Quiet, dignified and monumental


The present site is one of the original claims where gold was first found on the Rand some 100 years ago, and the remains of the original diggings were found on the site. The firm of Sir John Burnet, Tait and Lorne of London was chosen in 1937 by the directors to design the building and building operations started in January 1938. These were carried out by James Thompson (Pty) Ltd, of Johannesburg, which was later to become part of the LTA group.

The building is of steel and concrete frame construction throughout, sitting on a foundation of shale rock common to the Rand. It is faced with Ficksburg freestone. The building is set back on all four frontages a minimum of 6m from the boundary. The design of the building was deliberately such that every office would look out on the grass, flowers and shrubs.

The architects described the building as "simple and monumental in design, entirely without mannerisms of any sort and therefore will not become dated. It belongs to no particular school of design and may be said to be a simple treatment of modern requirements on classical principles."

The bronze decorative work on the doors and windows was executed by Walter Gilbert, a well-known British sculptor. The plaster models for stone carving were by his son, Donald Gilbert. The etched and coloured glass window in the main entrance hall was executed by Jan Juta, a South African whose work earned him an international reputation.

The effect of the main window was achieved by acid washes, wheel-cutting and carefully applied vitrifiable colour of sienna and amber fired into the glass blend with the bronze metal frame surrounding it.


The Main Window


Dr Peter Kirchoff translated the sculptured panels of Donald Gilbert into the stonework of the building and the four fountains. The ornament used for decoration for the building that of birds, animals and plants of South Africa, was used to remind South Africans of their good fortune and choice possessions.

The line governing the design of the large stone bas-relief on the tower front over the main entrance is shaped as the South African continent thrusting out into the southern seas. The male figure in the centre of the scheme searching upwards and pulling the lightning from the skies symbolises the human energy which breaks ground with electric power to get the treasures concealed therein. These are then conveyed across the ocean to all parts of the world symbolised by the sea nymphs.


The large stone bas-relief on the tower front over the main entrance


The stone bas-relief on the back of the tower in Marshall Street depicts Mercury, the messenger of the gods, hurling himself through the clouds with a message from the Old World to those doing business in this building in the New World, symbolising the spread of modern communication.

The most important position of the bas-relief sculptured friezes on the pylons flanking the steps to the main entrance depict the African elephant, warthog, Cape Hartebeest, kudu, giraffe, black rhinoceros, heron, vulture and various smaller birds, eland, quagga, sable antelope, antbear, springbok, baboon and bushbuck.


One of the bas-relief sculptured friezes on the pylons flanking the steps


The decorative metal work on the windows includes bosses formed in the shape of the giant protea, blooms of the coral tree, bird of paradise flower, head of the white tailed wildebeest, and the head of the springbok, set on a shape depicting the South African sun.

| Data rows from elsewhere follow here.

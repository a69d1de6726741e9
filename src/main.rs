mod apk_source;
mod cli;
mod config;
mod error;
mod github;
mod layout;
mod orchestrator;
mod patcher;
mod state_machine;
mod transfer;
mod ui;

use std::process::ExitCode;

use anyhow::{Context, Result};
use clap::Parser;
use tracing_subscriber::EnvFilter;

use apk_source::Downloader;
use cli::{Cli, Command};
use config::BotConfig;
use github::GitHubClient;
use layout::StagingLayout;
use orchestrator::{RunOrchestrator, RunSettings};
use patcher::JavaPatcher;

fn init_tracing(verbose: bool) {
    let default_level = if verbose { "debug" } else { "info" };
    let filter = EnvFilter::try_from_default_env().unwrap_or_else(|_| EnvFilter::new(default_level));
    tracing_subscriber::fmt()
        .with_env_filter(filter)
        .with_writer(ui::LogWriter::default)
        .with_target(false)
        .init();
}

fn load_config(cli: &Cli) -> Result<BotConfig> {
    let mut config = BotConfig::load(cli.config.as_deref())?;
    if let Some(root) = &cli.root {
        config.root = root.clone();
    }
    config.low_resource |= cli.low_resource;
    Ok(config)
}

#[tokio::main(flavor = "current_thread")]
async fn main() -> Result<ExitCode> {
    let cli = Cli::parse();
    init_tracing(cli.verbose);

    let config = load_config(&cli)?;
    let layout = StagingLayout::new(&config.root);

    let releases = GitHubClient::with_base_url(config.github_api_url.clone(), config.github_token.clone())
        .context("failed to build GitHub client")?;
    let source = Downloader::from_config(&config, layout.downloaded_apks())
        .context("failed to prepare download directory")?;
    let patcher = JavaPatcher::new(&config.java);

    let mut orchestrator = RunOrchestrator::new(
        layout,
        RunSettings::from(&config),
        releases,
        source,
        patcher,
    );

    match cli.command {
        Command::Jobs => {
            let jobs = orchestrator.jobs().await?;
            ui::print_jobs(jobs, &config.apk_base_url);
        }
        Command::Fetch => {
            let fetched = orchestrator.fetched().await?;
            ui::print_paths(fetched);
        }
        Command::PatchAll => {
            let report = orchestrator.patched().await?;
            ui::print_report(report, cli.json);
        }
        Command::Patcher(args) => {
            let status = orchestrator.forward(&args).await?;
            let code = status.code().and_then(|c| u8::try_from(c).ok()).unwrap_or(1);
            return Ok(ExitCode::from(code));
        }
    }

    tracing::debug!(
        phase = %orchestrator.phase(),
        history = ?orchestrator.phase_history(),
        "run finished"
    );
    Ok(ExitCode::SUCCESS)
}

The decorative bronze at the principal entrance doors in Main Street includes emblems of the sun, symbol of South Africa's prosperity and wealth, the eland and giant sable antelope, symbols of her great possessions, the storks and the swallows, flying outwards symbolising her trade with the other parts of the world are also depicted. Various flora from South Africa are used to ornament the doors as well. The handles to the doors are symbols of power and beauty, shown by the eagle.